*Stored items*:
use std::io::Write;

use anyhow::{Context, Result};
use async_trait::async_trait;
use sendgrid::v3::{Content, Email, Personalization, Sender};
use tracing::info;

#[derive(Clone, Debug, PartialEq)]
pub struct Message {
    pub to: String,
    pub subject: String,
    pub text: String,
}

#[async_trait]
pub trait EmailClient: Send + Sync {
    async fn send(&self, message: &Message) -> Result<()>;
}

/// Who outgoing mail claims to be from.
#[derive(Clone, Debug)]
pub struct FromAddress {
    pub name: String,
    pub address: String,
}

impl std::fmt::Display for FromAddress {
    fn fmt(&self, f: &mut std::fmt::Formatter<'_>) -> std::fmt::Result {
        write!(f, "{} <{}>", self.name, self.address)
    }
}

/// Writes emails to stdout. Used when no SendGrid key is configured.
pub struct ConsoleMailer {
    from: FromAddress,
}

impl ConsoleMailer {
    pub fn new(from: FromAddress) -> Self {
        Self { from }
    }
}

#[async_trait]
impl EmailClient for ConsoleMailer {
    async fn send(&self, message: &Message) -> Result<()> {
        let stdout = std::io::stdout();
        let mut out = stdout.lock();

        writeln!(out, "From: {}", self.from)?;
        writeln!(out, "To: {}", message.to)?;
        writeln!(out, "Subject: {}", message.subject)?;
        writeln!(out, "{}", "-".repeat(80))?;
        writeln!(out, "{}\n", message.text)?;

        Ok(())
    }
}

pub struct SendgridMailer {
    from: Email,
    sender: Sender,
}

impl SendgridMailer {
    pub fn new(api_key: String, from: FromAddress) -> Self {
        Self {
            from: Email::new(from.address).set_name(from.name),
            sender: Sender::new(api_key),
        }
    }
}

#[async_trait]
impl EmailClient for SendgridMailer {
    async fn send(&self, message: &Message) -> Result<()> {
        let body = sendgrid::v3::Message::new(self.from.clone())
            .set_subject(&message.subject)
            .add_content(
                Content::new()
                    .set_content_type("text/plain")
                    .set_value(message.text.to_owned()),
            )
            .add_personalization(Personalization::new(Email::new(message.to.to_owned())));

        self.sender
            .send(&body)
            .await
            .with_context(|| format!("SendGrid rejected email to {}", message.to))?;
        info!(subject = %message.subject, "Sent email via SendGrid.");

        Ok(())
    }
}

#[cfg(test)]
pub mod testing {
    use std::sync::Mutex;

    use super::*;

    /// Keeps every sent message so tests can inspect them.
    #[derive(Default)]
    pub struct RecordingMailer {
        pub sent: Mutex<Vec<Message>>,
        pub fail: bool,
    }

    impl RecordingMailer {
        pub fn failing() -> Self {
            Self {
                sent: Mutex::default(),
                fail: true,
            }
        }

        pub fn messages(&self) -> Vec<Message> {
            self.sent.lock().unwrap().clone()
        }
    }

    #[async_trait]
    impl EmailClient for RecordingMailer {
        async fn send(&self, message: &Message) -> Result<()> {
            if self.fail {
                anyhow::bail!("mail server unavailable");
            }

            self.sent.lock().unwrap().push(message.clone());

            Ok(())
        }
    }
}
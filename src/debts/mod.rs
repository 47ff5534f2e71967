pub mod calculators;
pub mod http;
pub mod services;

use chrono::{DateTime, NaiveDate, Utc};
use serde::{Deserialize, Serialize};
use uuid::Uuid;
use validator::{Validate, ValidationError};

use crate::currency::{self, MAX_AMOUNT};

#[derive(Clone, Copy, Debug, Deserialize, Eq, PartialEq, Serialize, sqlx::Type)]
#[serde(rename_all = "lowercase")]
#[sqlx(type_name = "interest_type", rename_all = "lowercase")]
pub enum InterestType {
    Simple,
    /// Compounded monthly.
    Compound,
}

#[derive(Clone, Debug, PartialEq, Serialize, sqlx::FromRow)]
#[serde(rename_all = "camelCase")]
pub struct Debt {
    pub id: Uuid,
    pub owner_id: Uuid,
    pub lender: String,
    pub principal: i64,
    /// Annual rate as a percentage.
    pub interest_rate: f64,
    pub interest_type: InterestType,
    pub term_months: i32,
    pub start_date: NaiveDate,
    pub due_date: NaiveDate,
    pub amount_paid: i64,
    pub is_paid: bool,
    #[serde(skip)]
    pub last_reminded_on: Option<NaiveDate>,
    pub created_at: DateTime<Utc>,
    pub updated_at: DateTime<Utc>,
}

impl Debt {
    fn years(&self) -> f64 {
        f64::from(self.term_months) / 12.0
    }

    /// Interest over the full term.
    pub fn interest(&self) -> i64 {
        match self.interest_type {
            InterestType::Simple => {
                calculators::simple_interest(self.principal, self.interest_rate, self.years())
            }
            InterestType::Compound => {
                calculators::compound_interest(self.principal, self.interest_rate, self.years(), 12)
            }
        }
    }

    /// Principal plus interest, saturating for terms that were stored
    /// before amounts were bounded.
    pub fn total_due(&self) -> i64 {
        self.principal.saturating_add(self.interest())
    }

    pub fn outstanding(&self) -> i64 {
        self.total_due().saturating_sub(self.amount_paid).max(0)
    }

    /// Record a payment, marking the debt paid once the total is covered.
    pub fn apply_payment(&mut self, amount: i64) {
        self.amount_paid = self.amount_paid.saturating_add(amount);
        self.is_paid = self.amount_paid >= self.total_due();
    }

    /// Check a payment against what is still owed and apply it if it fits.
    pub fn pay(mut self, amount: i64) -> PaymentOutcome {
        if self.is_paid {
            return PaymentOutcome::AlreadyPaid;
        }

        let outstanding = self.outstanding();
        if amount > outstanding {
            return PaymentOutcome::ExceedsOutstanding(outstanding);
        }

        self.apply_payment(amount);

        PaymentOutcome::Recorded(self)
    }

    pub fn schedule(&self) -> Vec<calculators::ScheduleRow> {
        calculators::amortization_schedule(
            self.principal,
            self.interest_rate,
            u32::try_from(self.term_months).unwrap_or(1),
            self.start_date,
        )
    }
}

#[derive(Clone, Debug, PartialEq)]
pub enum PaymentOutcome {
    Recorded(Debt),
    AlreadyPaid,
    /// The payment was refused. Holds what was still owed.
    ExceedsOutstanding(i64),
}

/// How many days before the due date unpaid debts start getting reminders.
pub const REMINDER_WINDOW_DAYS: i64 = 7;

/// Days until the due date if a reminder should go out today.
pub fn reminder_due(debt: &Debt, today: NaiveDate) -> Option<i64> {
    if debt.is_paid || debt.last_reminded_on == Some(today) {
        return None;
    }

    let days_left = (debt.due_date - today).num_days();

    (0..=REMINDER_WINDOW_DAYS)
        .contains(&days_left)
        .then_some(days_left)
}

#[derive(Clone, Debug, PartialEq, Serialize)]
#[serde(rename_all = "camelCase")]
pub struct DebtWithTotals {
    #[serde(flatten)]
    pub debt: Debt,
    pub interest: i64,
    pub total_due: i64,
    pub outstanding: i64,
}

impl From<Debt> for DebtWithTotals {
    fn from(debt: Debt) -> Self {
        Self {
            interest: debt.interest(),
            total_due: debt.total_due(),
            outstanding: debt.outstanding(),
            debt,
        }
    }
}

#[derive(Clone, Debug, Deserialize, Validate)]
#[serde(rename_all = "camelCase")]
#[validate(schema(function = "validate_terms", skip_on_field_errors = true))]
pub struct NewDebtData {
    #[validate(length(min = 1, max = 128))]
    pub lender: String,

    #[validate(range(min = 1, max = "MAX_AMOUNT"))]
    pub principal: i64,

    #[validate(range(min = 0.0, max = 100.0))]
    pub interest_rate: f64,

    pub interest_type: InterestType,

    #[validate(range(min = 1, max = 600))]
    pub term_months: i32,

    pub start_date: NaiveDate,

    pub due_date: NaiveDate,
}

fn validate_terms(data: &NewDebtData) -> Result<(), ValidationError> {
    if data.due_date < data.start_date {
        let mut error = ValidationError::new("due_before_start");
        error.message = Some("The due date must not be before the start date.".into());

        return Err(error);
    }

    let years = f64::from(data.term_months) / 12.0;
    let interest = match data.interest_type {
        InterestType::Simple => {
            calculators::simple_interest(data.principal, data.interest_rate, years)
        }
        InterestType::Compound => {
            calculators::compound_interest(data.principal, data.interest_rate, years, 12)
        }
    };

    if calculators::checked_total(data.principal, interest).is_none() {
        return Err(currency::amount_too_large("total_due_too_large"));
    }

    Ok(())
}

#[derive(Clone, Debug, Deserialize, Validate)]
pub struct PaymentData {
    #[validate(range(min = 1, max = "MAX_AMOUNT"))]
    pub amount: i64,
}
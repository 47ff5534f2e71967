//! Spending limits per category and the windows they are measured over.

pub mod http;
pub mod services;

use chrono::{DateTime, Duration, NaiveDate, Utc};
use serde::{Deserialize, Serialize};
use uuid::Uuid;
use validator::Validate;

use crate::{currency::MAX_AMOUNT, dates};

#[derive(Clone, Copy, Debug, Deserialize, Eq, PartialEq, Serialize, sqlx::Type)]
#[serde(rename_all = "lowercase")]
#[sqlx(type_name = "budget_period", rename_all = "lowercase")]
pub enum BudgetPeriod {
    Weekly,
    Monthly,
    Yearly,
}

impl BudgetPeriod {
    pub fn as_str(&self) -> &'static str {
        match self {
            Self::Weekly => "weekly",
            Self::Monthly => "monthly",
            Self::Yearly => "yearly",
        }
    }
}

#[derive(Clone, Debug, PartialEq, Serialize, sqlx::FromRow)]
#[serde(rename_all = "camelCase")]
pub struct Budget {
    pub id: Uuid,
    pub owner_id: Uuid,
    pub category_id: Uuid,
    pub amount: i64,
    pub period: BudgetPeriod,
    pub start_date: NaiveDate,
    pub alert_threshold: i16,
    /// Start of the last window an alert was sent for.
    pub last_alerted_window: Option<NaiveDate>,
    pub created_at: DateTime<Utc>,
    pub updated_at: DateTime<Utc>,
}

fn default_alert_threshold() -> i16 {
    80
}

#[derive(Clone, Debug, Deserialize, Validate)]
#[serde(rename_all = "camelCase")]
pub struct NewBudgetData {
    pub category_id: Uuid,

    #[validate(range(min = 1, max = "MAX_AMOUNT"))]
    pub amount: i64,

    pub period: BudgetPeriod,

    pub start_date: NaiveDate,

    /// Percentage of the budget at which an alert is sent.
    #[serde(default = "default_alert_threshold")]
    #[validate(range(min = 1, max = 100))]
    pub alert_threshold: i16,
}

/// A half-open date range `[start, end)`.
#[derive(Clone, Copy, Debug, Eq, PartialEq, Serialize)]
#[serde(rename_all = "camelCase")]
pub struct BudgetWindow {
    pub start: NaiveDate,
    pub end: NaiveDate,
}

impl BudgetWindow {
    /// The last day inside the window.
    pub fn last_day(&self) -> NaiveDate {
        self.end - Duration::days(1)
    }
}

fn nth_window_start(period: BudgetPeriod, start_date: NaiveDate, n: u32) -> NaiveDate {
    match period {
        BudgetPeriod::Weekly => start_date + Duration::weeks(n.into()),
        BudgetPeriod::Monthly => dates::add_months(start_date, n),
        BudgetPeriod::Yearly => dates::add_months(start_date, n.saturating_mul(12)),
    }
}

/// The budget window containing `today`.
///
/// Windows repeat from `start_date`. Before the budget starts, the first
/// window is returned.
pub fn window_containing(period: BudgetPeriod, start_date: NaiveDate, today: NaiveDate) -> BudgetWindow {
    let mut n: u32 = if today <= start_date {
        0
    } else {
        let estimate = match period {
            BudgetPeriod::Weekly => (today - start_date).num_weeks(),
            BudgetPeriod::Monthly => i64::from(dates::month_difference(start_date, today)),
            BudgetPeriod::Yearly => i64::from(dates::month_difference(start_date, today)) / 12,
        };

        u32::try_from(estimate.max(0)).unwrap_or(0)
    };

    // The estimate can overshoot by one when the day of month hasn't come
    // around yet.
    while n > 0 && nth_window_start(period, start_date, n) > today {
        n -= 1;
    }

    BudgetWindow {
        start: nth_window_start(period, start_date, n),
        end: nth_window_start(period, start_date, n + 1),
    }
}

#[derive(Clone, Debug, PartialEq, Serialize)]
#[serde(rename_all = "camelCase")]
pub struct BudgetProgress {
    #[serde(flatten)]
    pub budget: Budget,
    pub category_name: String,
    pub window: BudgetWindow,
    pub spent: i64,
    pub remaining: i64,
    pub percent_used: f64,
    pub threshold_reached: bool,
}

impl BudgetProgress {
    pub fn new(budget: Budget, category_name: String, window: BudgetWindow, spent: i64) -> Self {
        let percent_used = percent_used(spent, budget.amount);
        let threshold_reached = percent_used >= f64::from(budget.alert_threshold);

        Self {
            remaining: budget.amount.saturating_sub(spent),
            budget,
            category_name,
            window,
            spent,
            percent_used,
            threshold_reached,
        }
    }

    /// Whether an alert should go out for the current window.
    pub fn needs_alert(&self) -> bool {
        self.threshold_reached && self.budget.last_alerted_window != Some(self.window.start)
    }
}

/// The share of `amount` that `spent` represents, rounded to two decimals.
pub fn percent_used(spent: i64, amount: i64) -> f64 {
    if amount <= 0 {
        return 0.0;
    }

    ((spent as f64 / amount as f64) * 10_000.0).round() / 100.0
}
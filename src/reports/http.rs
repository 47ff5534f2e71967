use axum::{
    extract::{Path, Query, State},
    http::header,
    response::IntoResponse,
    routing::{get, post},
    Json, Router,
};
use chrono::{NaiveDate, Utc};
use serde::Deserialize;
use uuid::Uuid;

use crate::{authentication::Session, http_err::ApiResponse, server::AppState};

use super::{services::ReportService, ImportReport};

pub fn routes() -> Router<AppState> {
    Router::new()
        .route("/transactions/export.csv", get(export_csv))
        .route("/accounts/:account_id/import", post(import_csv))
        .route("/accounts/:account_id/statement.pdf", get(statement_pdf))
}

#[derive(Deserialize)]
struct ExportParams {
    account: Option<Uuid>,
    from: Option<NaiveDate>,
    to: Option<NaiveDate>,
}

async fn export_csv(
    session: Session,
    State(report_service): State<ReportService>,
    Query(params): Query<ExportParams>,
) -> ApiResponse<impl IntoResponse> {
    let csv = report_service
        .export_csv(session.user_id(), params.account, params.from, params.to)
        .await?;

    Ok((
        [
            (header::CONTENT_TYPE, "text/csv; charset=utf-8"),
            (
                header::CONTENT_DISPOSITION,
                "attachment; filename=\"transactions.csv\"",
            ),
        ],
        csv,
    ))
}

async fn import_csv(
    session: Session,
    State(report_service): State<ReportService>,
    Path(account_id): Path<Uuid>,
    body: String,
) -> ApiResponse<Json<ImportReport>> {
    Ok(Json(
        report_service
            .import_csv(session.user_id(), account_id, &body)
            .await?,
    ))
}

#[derive(Deserialize)]
struct StatementParams {
    from: Option<NaiveDate>,
    to: Option<NaiveDate>,
}

async fn statement_pdf(
    session: Session,
    State(report_service): State<ReportService>,
    Path(account_id): Path<Uuid>,
    Query(params): Query<StatementParams>,
) -> ApiResponse<impl IntoResponse> {
    let pdf = report_service
        .statement(
            session.user_id(),
            account_id,
            Utc::now().date_naive(),
            params.from,
            params.to,
        )
        .await?;

    Ok((
        [
            (header::CONTENT_TYPE, "application/pdf"),
            (
                header::CONTENT_DISPOSITION,
                "attachment; filename=\"statement.pdf\"",
            ),
        ],
        pdf,
    ))
}
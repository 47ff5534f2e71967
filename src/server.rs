use std::{net::SocketAddr, sync::Arc, time::Duration};

use anyhow::Context;
use axum::{
    extract::FromRef,
    http::{header, HeaderValue, Method},
    Router,
};
use tower_http::{
    cors::{Any, CorsLayer},
    trace::TraceLayer,
};
use tracing::{info, warn};

use crate::{
    accounts::services::AccountService,
    ai::{
        client::{ChatClient, OpenAiClient},
        services::AiService,
        Toolbox,
    },
    analytics::services::AnalyticsService,
    authentication::SessionKeys,
    budgets::services::BudgetService,
    categories::services::CategoryService,
    database::PostgresConnection,
    debts::services::DebtService,
    email::{
        clients::{ConsoleMailer, EmailClient, FromAddress, SendgridMailer},
        Mailer, Templates,
    },
    goals::services::GoalService,
    investments::services::InvestmentService,
    invitations::services::InvitationService,
    notifications::{self, NotificationService, SweepReport},
    rate_limit::{MemoryRateLimiter, RateLimiter, RedisRateLimiter},
    reports::services::ReportService,
    transactions::services::TransactionService,
    users::services::UserService,
};

pub struct DatabaseOptions {
    pub pool_size: u32,
    pub timeout_seconds: u8,
    pub url: String,
}

pub struct EmailOptions {
    pub from_address: String,
    pub from_name: String,
    pub sendgrid_key: Option<String>,
    /// Base URL of the web application, used for links in emails.
    pub app_url: String,
}

pub struct AiOptions {
    pub api_key: Option<String>,
    pub base_url: String,
    pub model: String,
}

pub struct Options {
    pub database: DatabaseOptions,
    pub email: EmailOptions,
    pub ai: AiOptions,

    pub bind_address: SocketAddr,
    pub allowed_origins: Vec<String>,
    pub notification_interval: Duration,
    pub redis_url: Option<String>,
    pub secret_key: String,
    pub session_days: u32,
}

#[derive(Clone)]
pub struct AppState {
    session_keys: SessionKeys,
    rate_limiter: Arc<dyn RateLimiter>,

    account_service: AccountService,
    ai_service: AiService,
    analytics_service: AnalyticsService,
    budget_service: BudgetService,
    category_service: CategoryService,
    debt_service: DebtService,
    goal_service: GoalService,
    investment_service: InvestmentService,
    invitation_service: InvitationService,
    report_service: ReportService,
    transaction_service: TransactionService,
    user_service: UserService,
}

fn mailer(opts: &EmailOptions) -> anyhow::Result<Mailer> {
    let from = FromAddress {
        name: opts.from_name.clone(),
        address: opts.from_address.clone(),
    };

    let client: Arc<dyn EmailClient> = match &opts.sendgrid_key {
        Some(api_key) => Arc::new(SendgridMailer::new(api_key.clone(), from)),
        None => {
            warn!("No SendGrid key provided. Emails will be printed to stdout.");

            Arc::new(ConsoleMailer::new(from))
        }
    };

    Ok(Mailer::new(client, Templates::new(opts.app_url.as_str())?))
}

fn rate_limiter(redis_url: Option<&str>) -> anyhow::Result<Arc<dyn RateLimiter>> {
    match redis_url {
        Some(url) => Ok(Arc::new(RedisRateLimiter::new(url)?)),
        None => {
            info!("No Redis URL provided. Rate limits are tracked in memory.");

            Ok(Arc::new(MemoryRateLimiter::new()))
        }
    }
}

pub type DynChatClient = Arc<dyn ChatClient + Send + Sync>;

fn chat_client(opts: &AiOptions) -> anyhow::Result<Option<DynChatClient>> {
    let api_key = match &opts.api_key {
        Some(api_key) => api_key.clone(),
        None => {
            info!("No AI key provided. The assistant is disabled.");

            return Ok(None);
        }
    };

    let client = OpenAiClient::new(&opts.base_url, api_key, opts.model.clone())
        .context("Failed to build assistant HTTP client.")?;

    Ok(Some(Arc::new(client)))
}

fn cors(allowed_origins: &[String]) -> anyhow::Result<CorsLayer> {
    let layer = CorsLayer::new()
        .allow_methods([
            Method::GET,
            Method::POST,
            Method::PUT,
            Method::DELETE,
            Method::OPTIONS,
        ])
        .allow_headers([header::ACCEPT, header::AUTHORIZATION, header::CONTENT_TYPE]);

    if allowed_origins.iter().any(|origin| origin == "*") {
        return Ok(layer.allow_origin(Any));
    }

    let origins = allowed_origins
        .iter()
        .map(|origin| {
            HeaderValue::from_str(origin)
                .with_context(|| format!("Invalid allowed origin: {}", origin))
        })
        .collect::<anyhow::Result<Vec<_>>>()?;

    Ok(layer.allow_origin(origins))
}

fn routes() -> Router<AppState> {
    Router::new()
        .merge(crate::accounts::http::routes())
        .merge(crate::ai::http::routes())
        .merge(crate::analytics::http::routes())
        .merge(crate::authentication::http::routes())
        .merge(crate::budgets::http::routes())
        .merge(crate::categories::http::routes())
        .merge(crate::debts::http::routes())
        .merge(crate::goals::http::routes())
        .merge(crate::investments::http::routes())
        .merge(crate::invitations::http::routes())
        .merge(crate::reports::http::routes())
        .merge(crate::transactions::http::routes())
        .merge(crate::users::http::routes())
}

/// The external pieces an [`AppState`] is assembled from.
pub struct Dependencies {
    pub db: PostgresConnection,
    pub mailer: Mailer,
    pub session_keys: SessionKeys,
    pub rate_limiter: Arc<dyn RateLimiter>,
    pub chat_client: Option<DynChatClient>,
}

pub fn build_state(deps: Dependencies) -> AppState {
    let Dependencies {
        db,
        mailer,
        session_keys,
        rate_limiter,
        chat_client,
    } = deps;

    let account_service = AccountService::new(Arc::new(db.clone()));
    let category_service = CategoryService::new(Arc::new(db.clone()));
    let user_service = UserService::new(Arc::new(db.clone()), mailer.clone());
    let transaction_service = TransactionService::new(
        Arc::new(db.clone()),
        Arc::new(db.clone()),
        account_service.clone(),
    );
    let analytics_service = AnalyticsService::new(Arc::new(db.clone()));
    let budget_service = BudgetService::new(Arc::new(db.clone()), Arc::new(db.clone()));
    let goal_service = GoalService::new(Arc::new(db.clone()), account_service.clone());
    let debt_service = DebtService::new(Arc::new(db.clone()));

    let toolbox = Toolbox {
        account_service: account_service.clone(),
        category_service: category_service.clone(),
        transaction_service: transaction_service.clone(),
        analytics_service: analytics_service.clone(),
        budget_service: budget_service.clone(),
        goal_service: goal_service.clone(),
        debt_service: debt_service.clone(),
    };

    AppState {
        session_keys,
        rate_limiter,

        ai_service: AiService::new(Arc::new(db.clone()), chat_client, toolbox),
        investment_service: InvestmentService::new(Arc::new(db.clone())),
        invitation_service: InvitationService::new(
            Arc::new(db.clone()),
            account_service.clone(),
            user_service.clone(),
            mailer,
        ),
        report_service: ReportService::new(
            Arc::new(db),
            category_service.clone(),
            account_service.clone(),
            user_service.clone(),
        ),

        account_service,
        analytics_service,
        budget_service,
        category_service,
        debt_service,
        goal_service,
        transaction_service,
        user_service,
    }
}

/// Every route with CORS and request tracing applied.
pub fn app_router(state: AppState, allowed_origins: &[String]) -> anyhow::Result<Router> {
    Ok(routes()
        .with_state(state)
        .layer(cors(allowed_origins)?)
        .layer(TraceLayer::new_for_http()))
}

pub async fn serve(opts: Options) -> anyhow::Result<()> {
    let db = PostgresConnection::connect(&opts.database).await?;
    let mailer = mailer(&opts.email)?;

    let state = build_state(Dependencies {
        db: db.clone(),
        mailer: mailer.clone(),
        session_keys: SessionKeys::new(
            opts.secret_key.as_bytes(),
            chrono::Duration::days(opts.session_days.into()),
        ),
        rate_limiter: rate_limiter(opts.redis_url.as_deref())?,
        chat_client: chat_client(&opts.ai)?,
    });

    notifications::scheduler::spawn(
        NotificationService::new(Arc::new(db), mailer),
        opts.notification_interval,
    );

    let app = app_router(state, &opts.allowed_origins)?;

    info!(address = %opts.bind_address, "Starting server.");

    axum::Server::bind(&opts.bind_address)
        .serve(app.into_make_service_with_connect_info::<SocketAddr>())
        .await?;

    Ok(())
}

/// Run a single notification sweep.
pub async fn notify(
    database: DatabaseOptions,
    email: EmailOptions,
) -> anyhow::Result<SweepReport> {
    let db = PostgresConnection::connect(&database).await?;
    let service = NotificationService::new(Arc::new(db), mailer(&email)?);

    Ok(service.sweep(chrono::Utc::now().date_naive()).await)
}

impl FromRef<AppState> for SessionKeys {
    fn from_ref(state: &AppState) -> Self {
        state.session_keys.clone()
    }
}

impl FromRef<AppState> for Arc<dyn RateLimiter> {
    fn from_ref(state: &AppState) -> Self {
        state.rate_limiter.clone()
    }
}

impl FromRef<AppState> for AccountService {
    fn from_ref(state: &AppState) -> Self {
        state.account_service.clone()
    }
}

impl FromRef<AppState> for AiService {
    fn from_ref(state: &AppState) -> Self {
        state.ai_service.clone()
    }
}

impl FromRef<AppState> for AnalyticsService {
    fn from_ref(state: &AppState) -> Self {
        state.analytics_service.clone()
    }
}

impl FromRef<AppState> for BudgetService {
    fn from_ref(state: &AppState) -> Self {
        state.budget_service.clone()
    }
}

impl FromRef<AppState> for CategoryService {
    fn from_ref(state: &AppState) -> Self {
        state.category_service.clone()
    }
}

impl FromRef<AppState> for DebtService {
    fn from_ref(state: &AppState) -> Self {
        state.debt_service.clone()
    }
}

impl FromRef<AppState> for GoalService {
    fn from_ref(state: &AppState) -> Self {
        state.goal_service.clone()
    }
}

impl FromRef<AppState> for InvestmentService {
    fn from_ref(state: &AppState) -> Self {
        state.investment_service.clone()
    }
}

impl FromRef<AppState> for InvitationService {
    fn from_ref(state: &AppState) -> Self {
        state.invitation_service.clone()
    }
}

impl FromRef<AppState> for ReportService {
    fn from_ref(state: &AppState) -> Self {
        state.report_service.clone()
    }
}

impl FromRef<AppState> for TransactionService {
    fn from_ref(state: &AppState) -> Self {
        state.transaction_service.clone()
    }
}

impl FromRef<AppState> for UserService {
    fn from_ref(state: &AppState) -> Self {
        state.user_service.clone()
    }
}

#[cfg(test)]
mod test {
    use super::*;

    #[test]
    fn cors_accepts_listed_origins() {
        let origins = vec!["https://app.example.com".to_owned()];

        assert!(cors(&origins).is_ok());
    }

    #[test]
    fn cors_rejects_malformed_origin() {
        let origins = vec!["https://bad\norigin".to_owned()];

        assert!(cors(&origins).is_err());
    }
}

*EXERCISE*:
Within the entries above, count each line holding the string "NotificationService". Give only the result.

*REPLY*:
3